- PROVIDED DATA
BEGIN
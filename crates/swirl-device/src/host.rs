//! Host-backed compute device with an asynchronous launch queue.
//!
//! [`HostDevice`] emulates a discrete accelerator on the CPU. Launches are
//! pushed onto an unbounded crossbeam channel and executed in order by a
//! dedicated queue thread, which runs each kernel inside a private rayon
//! pool so kernels can spread per-cell work across every worker. The host
//! thread only blocks when it synchronizes or transfers memory.
//!
//! Execution errors and kernel panics are recorded as a sticky fault that
//! the next [`last_error`](ComputeDevice::last_error) or
//! [`synchronize`](ComputeDevice::synchronize) reports; until then, later
//! kernels are skipped rather than run against suspect state.

use std::panic::{catch_unwind, AssertUnwindSafe};
use std::sync::{Arc, Mutex, MutexGuard};
use std::thread::JoinHandle;

use crossbeam_channel::{Receiver, Sender};

use crate::device::ComputeDevice;
use crate::error::DeviceError;
use crate::kernel::Kernel;
use crate::memory::{BufferId, DeviceMemory};

/// Configuration for [`HostDevice::new`].
#[derive(Clone, Debug)]
pub struct HostDeviceConfig {
    /// Worker threads in the kernel pool. `None` = rayon's default (one
    /// per logical CPU).
    pub worker_threads: Option<usize>,
    /// Device memory limit in bytes. Default: 2 GiB.
    pub memory_limit: usize,
}

impl Default for HostDeviceConfig {
    fn default() -> Self {
        Self {
            worker_threads: None,
            memory_limit: 2 << 30,
        }
    }
}

enum QueueOp {
    Launch(Box<dyn Kernel>),
    Fence(Sender<()>),
}

struct Shared {
    memory: Mutex<DeviceMemory>,
    fault: Mutex<Option<DeviceError>>,
}

impl Shared {
    fn record_fault(&self, error: DeviceError) {
        if let Ok(mut slot) = self.fault.lock() {
            // Keep the first fault: later ones are usually consequences.
            slot.get_or_insert(error);
        }
    }

    fn has_fault(&self) -> bool {
        self.fault.lock().map(|f| f.is_some()).unwrap_or(true)
    }

    fn take_fault(&self) -> Result<(), DeviceError> {
        match self.fault.lock() {
            Ok(mut slot) => slot.take().map_or(Ok(()), Err),
            Err(_) => Err(DeviceError::Lost),
        }
    }
}

/// CPU-emulated compute device with an asynchronous in-order queue.
pub struct HostDevice {
    shared: Arc<Shared>,
    queue: Option<Sender<QueueOp>>,
    worker: Option<JoinHandle<()>>,
}

impl HostDevice {
    /// Bring up the device: build the kernel pool and spawn the queue thread.
    pub fn new(config: HostDeviceConfig) -> Result<Self, DeviceError> {
        let mut pool = rayon::ThreadPoolBuilder::new()
            .thread_name(|i| format!("swirl-device-worker-{i}"));
        if let Some(n) = config.worker_threads {
            pool = pool.num_threads(n);
        }
        let pool = pool.build().map_err(|e| DeviceError::InitFailed {
            reason: e.to_string(),
        })?;

        let shared = Arc::new(Shared {
            memory: Mutex::new(DeviceMemory::new(config.memory_limit)),
            fault: Mutex::new(None),
        });
        let (tx, rx) = crossbeam_channel::unbounded();
        let worker_shared = Arc::clone(&shared);
        let worker = std::thread::Builder::new()
            .name("swirl-device-queue".into())
            .spawn(move || run_queue(rx, worker_shared, pool))
            .map_err(|e| DeviceError::InitFailed {
                reason: format!("queue thread: {e}"),
            })?;

        tracing::debug!(
            memory_limit = config.memory_limit,
            worker_threads = ?config.worker_threads,
            "host device up"
        );
        Ok(Self {
            shared,
            queue: Some(tx),
            worker: Some(worker),
        })
    }

    fn memory(&self) -> Result<MutexGuard<'_, DeviceMemory>, DeviceError> {
        self.shared.memory.lock().map_err(|_| DeviceError::Lost)
    }

    /// Wait for every queued operation to finish, without consuming faults.
    fn drain(&self) -> Result<(), DeviceError> {
        let queue = self.queue.as_ref().ok_or(DeviceError::Lost)?;
        let (done_tx, done_rx) = crossbeam_channel::bounded(1);
        queue
            .send(QueueOp::Fence(done_tx))
            .map_err(|_| DeviceError::Lost)?;
        done_rx.recv().map_err(|_| DeviceError::Lost)
    }

    /// Bytes currently allocated on the device.
    pub fn bytes_in_use(&self) -> usize {
        self.memory().map(|m| m.bytes_in_use()).unwrap_or(0)
    }

    /// Number of live device buffers.
    pub fn live_buffers(&self) -> usize {
        self.memory().map(|m| m.live_buffers()).unwrap_or(0)
    }
}

fn run_queue(rx: Receiver<QueueOp>, shared: Arc<Shared>, pool: rayon::ThreadPool) {
    for op in rx {
        match op {
            QueueOp::Launch(kernel) => {
                if shared.has_fault() {
                    tracing::trace!(kernel = kernel.name(), "skipping kernel on faulted device");
                    continue;
                }
                let result = match shared.memory.lock() {
                    Ok(mut guard) => {
                        let memory: &mut DeviceMemory = &mut guard;
                        let kernel = &kernel;
                        pool.install(|| catch_unwind(AssertUnwindSafe(|| kernel.run(memory))))
                            .unwrap_or_else(|_| {
                                Err(DeviceError::KernelFault {
                                    kernel: kernel.name(),
                                    reason: "kernel panicked".into(),
                                })
                            })
                    }
                    Err(_) => Err(DeviceError::Lost),
                };
                if let Err(e) = result {
                    tracing::trace!(kernel = kernel.name(), error = %e, "kernel fault recorded");
                    shared.record_fault(e);
                }
            }
            QueueOp::Fence(done) => {
                let _ = done.send(());
            }
        }
    }
}

impl ComputeDevice for HostDevice {
    fn name(&self) -> &str {
        "host"
    }

    fn alloc_zeroed(&mut self, bytes: usize) -> Result<BufferId, DeviceError> {
        self.memory()?.alloc_zeroed(bytes)
    }

    fn free(&mut self, buffer: BufferId) -> Result<(), DeviceError> {
        self.drain()?;
        self.memory()?.free(buffer)
    }

    fn upload(&mut self, buffer: BufferId, offset: usize, data: &[u8]) -> Result<(), DeviceError> {
        self.drain()?;
        self.memory()?.write(buffer, offset, data)
    }

    fn download(
        &mut self,
        buffer: BufferId,
        offset: usize,
        out: &mut [u8],
    ) -> Result<(), DeviceError> {
        self.drain()?;
        self.memory()?.read(buffer, offset, out)
    }

    fn copy(&mut self, src: BufferId, dst: BufferId) -> Result<(), DeviceError> {
        self.drain()?;
        self.memory()?.copy(src, dst)
    }

    fn launch(&mut self, kernel: Box<dyn Kernel>) -> Result<(), DeviceError> {
        {
            let memory = self.memory()?;
            if let Some(unbound) = kernel.bindings().into_iter().find(|b| !memory.contains(*b)) {
                return Err(DeviceError::LaunchFailed {
                    kernel: kernel.name(),
                    reason: format!("binding {unbound} is not a live buffer"),
                });
            }
        }
        let name = kernel.name();
        self.queue
            .as_ref()
            .ok_or(DeviceError::Lost)?
            .send(QueueOp::Launch(kernel))
            .map_err(|_| DeviceError::LaunchFailed {
                kernel: name,
                reason: "device queue closed".into(),
            })
    }

    fn last_error(&mut self) -> Result<(), DeviceError> {
        self.shared.take_fault()
    }

    fn synchronize(&mut self) -> Result<(), DeviceError> {
        self.drain()?;
        self.shared.take_fault()
    }
}

impl Drop for HostDevice {
    fn drop(&mut self) {
        // Closing the channel ends the queue loop once pending work is done.
        self.queue.take();
        if let Some(worker) = self.worker.take() {
            if worker.join().is_err() {
                tracing::error!("device queue thread panicked");
            }
        }
    }
}

impl std::fmt::Debug for HostDevice {
    fn fmt(&self, f: &mut std::fmt::Formatter<'_>) -> std::fmt::Result {
        f.debug_struct("HostDevice")
            .field("live_buffers", &self.live_buffers())
            .field("bytes_in_use", &self.bytes_in_use())
            .finish()
    }
}
//! Rasterizer errors.

use swirl_core::{DimsError, PixelError, QualityError};
use thiserror::Error;

/// Failure to configure the camera or draw a frame.
#[derive(Clone, Debug, PartialEq, Eq, Error)]
pub enum RasterError {
    /// The field slice does not match the constants' grid size.
    #[error("field has {actual} cells, constants describe {expected}")]
    FieldSizeMismatch {
        /// `width * height` from the constants.
        expected: usize,
        /// Cells supplied.
        actual: usize,
    },
    /// Camera resolution is not a valid image size.
    #[error("invalid camera resolution: {0}")]
    InvalidCamera(#[from] DimsError),
    /// Quality outside the codec range.
    #[error(transparent)]
    Quality(#[from] QualityError),
    /// The output image could not be assembled.
    #[error(transparent)]
    Pixels(#[from] PixelError),
}
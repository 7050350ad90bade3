//! Codec doubles.

use std::sync::atomic::{AtomicU64, Ordering};
use std::sync::Arc;

use swirl_codec::{CodecError, ImageCodec, JpegCodec};
use swirl_core::Quality;

/// Counters shared by a [`CountingCodec`] and the test that built it.
#[derive(Debug, Default)]
pub struct CodecLedger {
    calls: AtomicU64,
    bytes: AtomicU64,
}

impl CodecLedger {
    /// Successful compressions.
    pub fn calls(&self) -> u64 {
        self.calls.load(Ordering::Relaxed)
    }

    /// Total bytes produced.
    pub fn bytes(&self) -> u64 {
        self.bytes.load(Ordering::Relaxed)
    }
}

/// The real JPEG codec plus call and byte counters.
#[derive(Debug, Default)]
pub struct CountingCodec {
    inner: JpegCodec,
    ledger: Arc<CodecLedger>,
}

impl CountingCodec {
    pub fn new() -> Self {
        Self::default()
    }

    pub fn ledger(&self) -> Arc<CodecLedger> {
        Arc::clone(&self.ledger)
    }
}

impl ImageCodec for CountingCodec {
    fn name(&self) -> &'static str {
        "counting-jpeg"
    }

    fn compress(
        &mut self,
        rgb: &[u8],
        width: u32,
        height: u32,
        quality: Quality,
        out: &mut Vec<u8>,
    ) -> Result<(), CodecError> {
        self.inner.compress(rgb, width, height, quality, out)?;
        self.ledger.calls.fetch_add(1, Ordering::Relaxed);
        self.ledger.bytes.fetch_add(out.len() as u64, Ordering::Relaxed);
        Ok(())
    }
}

/// Encodes `succeed` frames as JPEG, then fails every call.
#[derive(Debug)]
pub struct FailingCodec {
    succeed: u64,
    calls: u64,
}

impl FailingCodec {
    pub fn after(succeed: u64) -> Self {
        Self { succeed, calls: 0 }
    }
}

impl ImageCodec for FailingCodec {
    fn name(&self) -> &'static str {
        "failing"
    }

    fn compress(
        &mut self,
        rgb: &[u8],
        width: u32,
        height: u32,
        quality: Quality,
        out: &mut Vec<u8>,
    ) -> Result<(), CodecError> {
        self.calls += 1;
        if self.calls > self.succeed {
            // Leave garbage behind: callers must discard `out` on error.
            out.extend_from_slice(&[0xFF, 0xD8]);
            return Err(CodecError::Compression {
                codec: "failing",
                reason: format!("injected failure on call {}", self.calls),
            });
        }
        JpegCodec.compress(rgb, width, height, quality, out)
    }
}
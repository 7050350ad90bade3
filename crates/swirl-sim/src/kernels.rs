//! Device kernels launched by the simulation engine.

use std::sync::Arc;

use rayon::prelude::*;
use swirl_core::{Cell, SimulationConstants};
use swirl_device::{BufferId, DeviceError, DeviceMemory, Kernel};

use crate::rule::UpdateRule;

/// One tick of an [`UpdateRule`]: reads `src` and `forcing`, writes `dst`.
///
/// `dst` is checked out for the whole pass, so no reader can observe a
/// partially advanced grid. Rows are distributed over the device's worker
/// pool.
pub struct AdvanceKernel {
    /// Rule evaluated per cell.
    pub rule: Arc<dyn UpdateRule>,
    /// Device copy of the simulation constants.
    pub constants: BufferId,
    /// Current FieldGrid.
    pub src: BufferId,
    /// Forcing grid.
    pub forcing: BufferId,
    /// Next FieldGrid.
    pub dst: BufferId,
}

impl AdvanceKernel {
    fn fault(reason: impl Into<String>) -> DeviceError {
        DeviceError::KernelFault {
            kernel: "advance",
            reason: reason.into(),
        }
    }
}

impl Kernel for AdvanceKernel {
    fn name(&self) -> &'static str {
        "advance"
    }

    fn bindings(&self) -> Vec<BufferId> {
        vec![self.constants, self.src, self.forcing, self.dst]
    }

    fn run(&self, memory: &mut DeviceMemory) -> Result<(), DeviceError> {
        let rule = self.rule.as_ref();
        memory.with_output(self.dst, |out, mem| {
            let constants = SimulationConstants::from_bytes(mem.bytes(self.constants)?)
                .ok_or_else(|| Self::fault("constants buffer has the wrong size"))?;
            let cells = constants.cell_count();
            let field = mem.view::<Cell>(self.src)?;
            let forcing = mem.view::<Cell>(self.forcing)?;
            let out: &mut [Cell] =
                bytemuck::try_cast_slice_mut(out).map_err(|_| DeviceError::TypeMismatch {
                    buffer: self.dst,
                    size: cells * Cell::BYTES,
                    elem: Cell::BYTES,
                })?;
            if cells == 0 || field.len() != cells || forcing.len() != cells || out.len() != cells {
                return Err(Self::fault(format!(
                    "grid {}x{} does not match bound buffers ({}, {}, {} cells)",
                    constants.width,
                    constants.height,
                    field.len(),
                    forcing.len(),
                    out.len()
                )));
            }
            out.par_chunks_mut(constants.width as usize)
                .enumerate()
                .for_each(|(y, row)| {
                    for (x, cell) in row.iter_mut().enumerate() {
                        *cell = rule.advance_cell(&constants, field, forcing, x as u32, y as u32);
                    }
                });
            Ok(())
        })
    }
}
END
- TASK DETAILS
Using the records above, report each line that contains the word "height" by copying it.

- ANSWER TO THIS TASK
        /// `width * height` from the constants.
        height: u32,
        self.inner.compress(rgb, width, height, quality, out)?;
        height: u32,
        JpegCodec.compress(rgb, width, height, quality, out)
                    constants.height,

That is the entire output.